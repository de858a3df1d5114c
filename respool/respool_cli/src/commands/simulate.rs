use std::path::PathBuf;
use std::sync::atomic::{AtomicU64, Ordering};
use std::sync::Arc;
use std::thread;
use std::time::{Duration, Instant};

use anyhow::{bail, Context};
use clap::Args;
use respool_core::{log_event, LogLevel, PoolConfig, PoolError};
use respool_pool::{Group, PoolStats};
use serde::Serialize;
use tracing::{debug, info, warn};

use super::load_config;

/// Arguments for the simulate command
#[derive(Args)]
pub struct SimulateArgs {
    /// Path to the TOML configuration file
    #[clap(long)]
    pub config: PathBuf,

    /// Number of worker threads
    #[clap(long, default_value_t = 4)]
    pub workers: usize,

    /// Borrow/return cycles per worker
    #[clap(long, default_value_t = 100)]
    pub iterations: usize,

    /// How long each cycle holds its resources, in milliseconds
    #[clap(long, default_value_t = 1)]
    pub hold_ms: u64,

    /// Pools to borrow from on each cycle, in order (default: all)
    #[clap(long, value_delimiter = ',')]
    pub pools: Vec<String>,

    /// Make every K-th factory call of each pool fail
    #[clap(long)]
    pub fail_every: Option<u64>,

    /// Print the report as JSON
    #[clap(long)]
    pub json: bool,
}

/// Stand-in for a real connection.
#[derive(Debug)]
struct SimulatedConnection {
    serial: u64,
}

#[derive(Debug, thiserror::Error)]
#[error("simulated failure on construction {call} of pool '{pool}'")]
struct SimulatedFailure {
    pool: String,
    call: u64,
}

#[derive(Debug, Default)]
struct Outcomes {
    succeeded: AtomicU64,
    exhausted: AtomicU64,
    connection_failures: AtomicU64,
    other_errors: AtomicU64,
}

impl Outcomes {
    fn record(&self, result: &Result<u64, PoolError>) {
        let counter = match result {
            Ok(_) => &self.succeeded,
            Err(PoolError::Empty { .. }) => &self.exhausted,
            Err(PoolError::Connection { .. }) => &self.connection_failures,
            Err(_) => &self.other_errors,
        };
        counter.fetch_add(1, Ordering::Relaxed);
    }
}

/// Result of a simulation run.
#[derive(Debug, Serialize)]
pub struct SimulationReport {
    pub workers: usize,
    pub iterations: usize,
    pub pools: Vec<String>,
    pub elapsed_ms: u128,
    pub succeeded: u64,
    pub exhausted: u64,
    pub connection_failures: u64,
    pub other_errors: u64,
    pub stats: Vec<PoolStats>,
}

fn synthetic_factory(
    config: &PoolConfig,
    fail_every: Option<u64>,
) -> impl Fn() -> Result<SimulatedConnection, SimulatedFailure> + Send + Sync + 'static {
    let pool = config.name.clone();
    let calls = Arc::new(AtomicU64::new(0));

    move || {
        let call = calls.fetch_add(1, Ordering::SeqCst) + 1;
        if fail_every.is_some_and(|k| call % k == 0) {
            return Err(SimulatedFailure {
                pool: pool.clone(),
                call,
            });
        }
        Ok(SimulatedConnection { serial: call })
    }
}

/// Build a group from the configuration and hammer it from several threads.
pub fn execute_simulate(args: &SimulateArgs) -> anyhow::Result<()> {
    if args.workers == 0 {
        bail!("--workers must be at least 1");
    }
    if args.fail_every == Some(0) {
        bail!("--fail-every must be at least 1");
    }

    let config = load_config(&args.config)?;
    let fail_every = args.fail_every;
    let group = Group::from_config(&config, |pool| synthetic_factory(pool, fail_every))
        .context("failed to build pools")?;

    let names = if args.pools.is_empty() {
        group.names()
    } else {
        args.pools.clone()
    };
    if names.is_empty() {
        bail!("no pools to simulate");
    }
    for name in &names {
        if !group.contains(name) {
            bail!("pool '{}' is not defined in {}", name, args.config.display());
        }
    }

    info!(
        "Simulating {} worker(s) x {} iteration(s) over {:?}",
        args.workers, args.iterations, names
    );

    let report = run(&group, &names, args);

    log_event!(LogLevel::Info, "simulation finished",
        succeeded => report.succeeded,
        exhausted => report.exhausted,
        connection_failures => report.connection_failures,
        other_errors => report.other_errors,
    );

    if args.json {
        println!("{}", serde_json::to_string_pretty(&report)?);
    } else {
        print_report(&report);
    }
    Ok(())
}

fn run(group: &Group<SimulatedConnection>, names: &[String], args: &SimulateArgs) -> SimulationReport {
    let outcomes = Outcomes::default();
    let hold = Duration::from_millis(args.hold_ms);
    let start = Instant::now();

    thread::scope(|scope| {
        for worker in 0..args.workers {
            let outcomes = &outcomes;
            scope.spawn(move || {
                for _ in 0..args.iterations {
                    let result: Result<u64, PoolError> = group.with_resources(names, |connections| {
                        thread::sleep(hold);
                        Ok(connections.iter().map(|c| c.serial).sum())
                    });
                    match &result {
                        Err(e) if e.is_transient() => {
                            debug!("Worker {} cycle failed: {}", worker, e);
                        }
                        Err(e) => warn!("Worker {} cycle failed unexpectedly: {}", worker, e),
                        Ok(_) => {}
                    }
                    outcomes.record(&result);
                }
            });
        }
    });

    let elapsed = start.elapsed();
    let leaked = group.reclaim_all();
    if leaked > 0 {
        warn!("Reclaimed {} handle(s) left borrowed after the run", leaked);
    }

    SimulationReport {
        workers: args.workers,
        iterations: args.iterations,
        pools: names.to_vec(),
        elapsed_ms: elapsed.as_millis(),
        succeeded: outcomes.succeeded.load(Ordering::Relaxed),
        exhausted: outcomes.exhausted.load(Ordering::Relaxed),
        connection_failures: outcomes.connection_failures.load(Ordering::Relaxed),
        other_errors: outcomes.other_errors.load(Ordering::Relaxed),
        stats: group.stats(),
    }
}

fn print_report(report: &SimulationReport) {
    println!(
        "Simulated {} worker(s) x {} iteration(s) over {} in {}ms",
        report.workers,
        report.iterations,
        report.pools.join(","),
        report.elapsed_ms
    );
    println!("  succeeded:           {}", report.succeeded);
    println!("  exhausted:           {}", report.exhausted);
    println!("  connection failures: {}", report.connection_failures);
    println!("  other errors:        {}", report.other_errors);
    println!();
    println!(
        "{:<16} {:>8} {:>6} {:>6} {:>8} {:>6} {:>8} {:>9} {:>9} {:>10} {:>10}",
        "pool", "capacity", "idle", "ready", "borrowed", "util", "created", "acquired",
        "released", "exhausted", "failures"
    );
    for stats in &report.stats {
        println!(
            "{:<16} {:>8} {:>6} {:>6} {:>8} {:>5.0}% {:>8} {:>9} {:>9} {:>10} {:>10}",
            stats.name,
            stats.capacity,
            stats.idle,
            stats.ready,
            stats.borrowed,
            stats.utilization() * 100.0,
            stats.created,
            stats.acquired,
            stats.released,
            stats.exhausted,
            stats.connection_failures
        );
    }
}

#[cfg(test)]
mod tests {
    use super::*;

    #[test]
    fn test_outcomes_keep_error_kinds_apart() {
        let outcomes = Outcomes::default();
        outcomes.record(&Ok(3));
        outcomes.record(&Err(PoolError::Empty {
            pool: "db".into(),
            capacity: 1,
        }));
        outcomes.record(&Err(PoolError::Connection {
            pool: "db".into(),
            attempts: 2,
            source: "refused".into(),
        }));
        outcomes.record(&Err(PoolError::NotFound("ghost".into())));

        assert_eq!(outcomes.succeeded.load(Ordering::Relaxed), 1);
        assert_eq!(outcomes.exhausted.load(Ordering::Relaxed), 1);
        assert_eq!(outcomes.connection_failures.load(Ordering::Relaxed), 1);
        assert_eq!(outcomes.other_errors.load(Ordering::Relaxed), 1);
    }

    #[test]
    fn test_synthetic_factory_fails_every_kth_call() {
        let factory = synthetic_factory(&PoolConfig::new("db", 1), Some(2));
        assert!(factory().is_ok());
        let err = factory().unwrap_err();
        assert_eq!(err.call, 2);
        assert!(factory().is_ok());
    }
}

### TASK ITEM
Copy the lines from the start of the data verbatim, stopping after the line containing "use super::load_config;".

### YOUR RESPONSE
repository de858a3df1d5114c
filename respool/respool_cli/src/commands/simulate.rs
use std::path::PathBuf;
use std::sync::atomic::{AtomicU64, Ordering};
use std::sync::Arc;
use std::thread;
use std::time::{Duration, Instant};

use anyhow::{bail, Context};
use clap::Args;
use respool_core::{log_event, LogLevel, PoolConfig, PoolError};
use respool_pool::{Group, PoolStats};
use serde::Serialize;
use tracing::{debug, info, warn};

use super::load_config;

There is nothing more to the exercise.